Research seems to support this idea: a randomized clinical trial involving more than 28,000 women in the United States4 found that when mammography frequency is tailored to an individual’s risk profile, it results in some women undergoing screening less often than they would under a routine annual schedule.

In the foreground, a woman lying on her back with one hand above her head, the other hand placed on her torso. In the background, an CT scanner is seen, out of focus.

Some countries use low-dose computed tomography scans as part of their routine screening programmes for lung cancer.Credit: Kristian Thacker/The New York Times/Redux/eyevine

Sanjay Shete, a population health scientist at the MD Anderson Cancer Center in Houston, Texas, is investigating the use of genetic risk factors, rather than age, to inform patient screening routines. “Below a certain age group, I think we should start looking into more risk-based screening as opposed to simply age-based screening,” he says. “There are several calculators now coming up, which show that maybe one person is, say, 35, but their risk is the same as a 55-year-old because they have strong family history and they have some other risk factors.”

Some researchers are using what’s known as a polygenic risk score to estimate the combined effect of many gene variations in a given patient, and say it could be used to inform a more personalized approach to cancer screening. A study last year5 found that a polygenic risk score was better than the standard prostate-specific antigen blood test in identifying men who benefitted from prostate cancer screening using magnetic resonance imaging.

More comprehensive screening tests — such as a test that can detect multiple cancers at once — would be a game-changer, Pumpalova says, because it would not only expose people to fewer complications less often, but could potentially give them better coverage. Several multi-cancer detection tests now in development aim to spot abnormal DNA, proteins and other markers in the blood, with the potential to identify more cancers than the handful that most countries routinely screen for — namely breast, cervical, colorectal, prostate and, for smokers, lung cancer.

Expanding access

Such technologies are at a very early stage of development, and if they were to be rolled out at a population level sometime in the future, wealthy countries would undoubtedly be the first to do it.

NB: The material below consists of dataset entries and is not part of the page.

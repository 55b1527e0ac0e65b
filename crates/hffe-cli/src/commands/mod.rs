//! Command handler modules for the `hffe` CLI.
//!
//! Shared utilities used by multiple command paths live here.
//! Command-specific logic lives in the submodules.

pub mod analyze;
pub mod quotes;

use anyhow::{Context, Result};
use hffe_config::{AnalysisConfig, UnusedKeyPolicy};
use std::path::PathBuf;
use tracing::warn;

// ---------------------------------------------------------------------------
// Shared helpers
// ---------------------------------------------------------------------------

/// Effective analysis config plus the hash of the layers it came from.
pub struct ResolvedConfig {
    pub config: AnalysisConfig,
    /// `None` when no `--config` was given and defaults apply.
    pub config_hash: Option<String>,
}

/// Load and validate `--config` layers. Unused keys are logged, not fatal.
pub fn resolve_config(paths: &[PathBuf]) -> Result<ResolvedConfig> {
    if paths.is_empty() {
        return Ok(ResolvedConfig {
            config: AnalysisConfig::default(),
            config_hash: None,
        });
    }

    let loaded = hffe_config::load_layered_yaml(paths)?;
    let report = hffe_config::report_unused_keys(&loaded.config_json, UnusedKeyPolicy::Warn)?;
    for ptr in &report.unused_leaf_pointers {
        warn!(pointer = %ptr, "unused config key");
    }

    let config = AnalysisConfig::from_loaded(&loaded)
        .with_context(|| format!("invalid config (hash {})", loaded.config_hash))?;
    Ok(ResolvedConfig {
        config,
        config_hash: Some(loaded.config_hash),
    })
}
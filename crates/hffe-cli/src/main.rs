use anyhow::Result;
use clap::{Parser, Subcommand};
use std::path::PathBuf;

mod commands;

#[derive(Parser)]
#[command(name = "hffe")]
#[command(about = "High-frequency return analysis CLI", long_about = None)]
struct Cli {
    #[command(subcommand)]
    cmd: Commands,
}

#[derive(Subcommand)]
enum Commands {
    /// Analyze an intraday price CSV (date,time,price per line)
    Analyze {
        /// Price CSV path
        path: PathBuf,

        /// Layered config paths in merge order
        #[arg(long = "config")]
        config_paths: Vec<PathBuf>,

        /// Override jumps.alpha
        #[arg(long)]
        alpha: Option<f64>,

        /// Print the summary as JSON instead of key=value lines
        #[arg(long, default_value_t = false)]
        json: bool,
    },

    /// Screen an option quote CSV (bid,ask,type per line) for liquidity
    CheckQuotes {
        /// Quote CSV path
        path: PathBuf,

        /// Layered config paths in merge order
        #[arg(long = "config")]
        config_paths: Vec<PathBuf>,

        /// Fail on mixed call/put series instead of rejecting them
        #[arg(long, default_value_t = false)]
        strict: bool,
    },

    /// Compute layered config hash + print canonical JSON
    ConfigHash {
        /// Paths in merge order (base -> overrides)
        #[arg(required = true)]
        paths: Vec<PathBuf>,
    },
}

fn main() -> Result<()> {
    init_tracing();
    let cli = Cli::parse();

    match cli.cmd {
        Commands::Analyze {
            path,
            config_paths,
            alpha,
            json,
        } => commands::analyze::run(&path, &config_paths, alpha, json),

        Commands::CheckQuotes {
            path,
            config_paths,
            strict,
        } => commands::quotes::run(&path, &config_paths, strict),

        Commands::ConfigHash { paths } => {
            let loaded = hffe_config::load_layered_yaml(&paths)?;
            println!("config_hash={}", loaded.config_hash);
            println!("{}", loaded.canonical_json);
            Ok(())
        }
    }
}

/// Logs go to stderr so stdout stays machine-readable.
fn init_tracing() {
    tracing_subscriber::fmt()
        .with_env_filter(
            tracing_subscriber::EnvFilter::try_from_default_env().unwrap_or_else(|_| "info".into()),
        )
        .with_writer(std::io::stderr)
        .init();
}
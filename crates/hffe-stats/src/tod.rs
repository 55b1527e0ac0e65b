//! Time-of-day (intraday seasonality) profile.
//!
//! For each adjacent pair of return periods `(i, i + 1)` the absolute product
//! `|r_i| |r_(i+1)|` is averaged across all days, giving `n - 1` values for
//! `n` returns per day. The first value is then duplicated at the front so the
//! profile has one entry per return period, and the whole vector is divided
//! by its own mean.
//!
//! # Approximation at the first period
//!
//! The first return period has no estimate of its own: it is assigned a copy
//! of the estimate for the pair `(0, 1)`. Consequently `tod[0] == tod[1]`
//! always. This is a padding convention, not a statistical estimate.

use std::iter;

use ndarray::{Array1, Array2, Axis};

use crate::error::StatsError;
use crate::variance::adjacent_abs_products;

/// Compute the normalized time-of-day profile (length `n`, mean 1).
///
/// Requires at least two returns per day (three prices).
pub fn time_of_day(returns: &Array2<f64>) -> Result<Array1<f64>, StatsError> {
    let products = adjacent_abs_products(returns);
    let raw = if products.nrows() == 0 {
        None
    } else {
        products.mean_axis(Axis(1))
    };
    let raw = raw.ok_or(StatsError::InsufficientObservations {
        what: "time-of-day profile",
        prices_per_day: returns.nrows() + 1,
        required: 3,
    })?;

    let padded: Array1<f64> = iter::once(raw[0]).chain(raw.iter().copied()).collect();

    let mean = padded.sum() / padded.len() as f64;
    if !(mean > 0.0) {
        return Err(StatsError::FlatTimeOfDayProfile);
    }
    Ok(padded / mean)
}

#[cfg(test)]
mod tests {
    use super::*;
    use ndarray::array;

    #[test]
    fn profile_has_one_entry_per_return_period_and_mean_one() {
        let r = array![
            [0.02, -0.03],
            [-0.01, 0.01],
            [0.005, -0.004],
            [0.01, 0.02]
        ];
        let tod = time_of_day(&r).unwrap();
        assert_eq!(tod.len(), 4);
        assert!((tod.mean().unwrap() - 1.0).abs() < 1e-12);
        assert_eq!(tod[0], tod[1]);
    }

    #[test]
    fn raw_values_follow_cross_day_average() {
        // Pair (0,1): day0 0.02*0.01=2e-4, day1 0.03*0.01=3e-4 -> 2.5e-4
        // Pair (1,2): day0 0.01*0.01=1e-4, day1 0.01*0.01=1e-4 -> 1e-4
        let r = array![[0.02, -0.03], [-0.01, 0.01], [0.01, -0.01]];
        let tod = time_of_day(&r).unwrap();
        // padded raw = [2.5e-4, 2.5e-4, 1e-4], mean = 2e-4
        assert!((tod[0] - 1.25).abs() < 1e-9);
        assert!((tod[1] - 1.25).abs() < 1e-9);
        assert!((tod[2] - 0.5).abs() < 1e-9);
    }

    #[test]
    fn u_shape_is_preserved() {
        let mut r = Array2::from_elem((6, 3), 0.001);
        for j in 0..3 {
            r[[0, j]] = 0.01;
            r[[1, j]] = 0.01;
            r[[5, j]] = 0.01;
            r[[4, j]] = 0.01;
        }
        let tod = time_of_day(&r).unwrap();
        assert!(tod[0] > tod[2]);
        assert!(tod[5] > tod[2]);
    }

    #[test]
    fn needs_two_returns_per_day() {
        let r = array![[0.01, 0.02]];
        let err = time_of_day(&r).unwrap_err();
        assert!(matches!(
            err,
            StatsError::InsufficientObservations {
                prices_per_day: 2,
                required: 3,
                ..
            }
        ));
    }

    #[test]
    fn flat_series_cannot_be_normalized() {
        let r = Array2::zeros((4, 2));
        assert_eq!(time_of_day(&r).unwrap_err(), StatsError::FlatTimeOfDayProfile);
    }
}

Meanwhile, in low- and middle-income countries, which account for the majority of new cancer cases and deaths worldwide, resources for cancer screening are often extremely limited, even for the most at-risk patients. According to a study6 on the CanScreen5 project, a global cancer-screening data repository run by the International Agency for Research on Cancer, the World Health Organization’s cancer branch, there are major gaps in screening rates between countries.

According to the data set, which includes information on national screening programmes up to September 2022, the proportion of eligible people who received screening in Bangladesh for breast cancer was 1.7%, compared with 85.5% in England, for example. In Côte d’Ivoire, the screening coverage for cervical cancer was 2.1%, and in Sweden, 86.3%. And for colorectal cancer, coverage was 0.6% in Hungary, compared with 64.5% in the Netherlands. Countries with strong policy and funding commitment, either from the government or from health-insurance providers, were more likely to have good coverage, the authors conclude.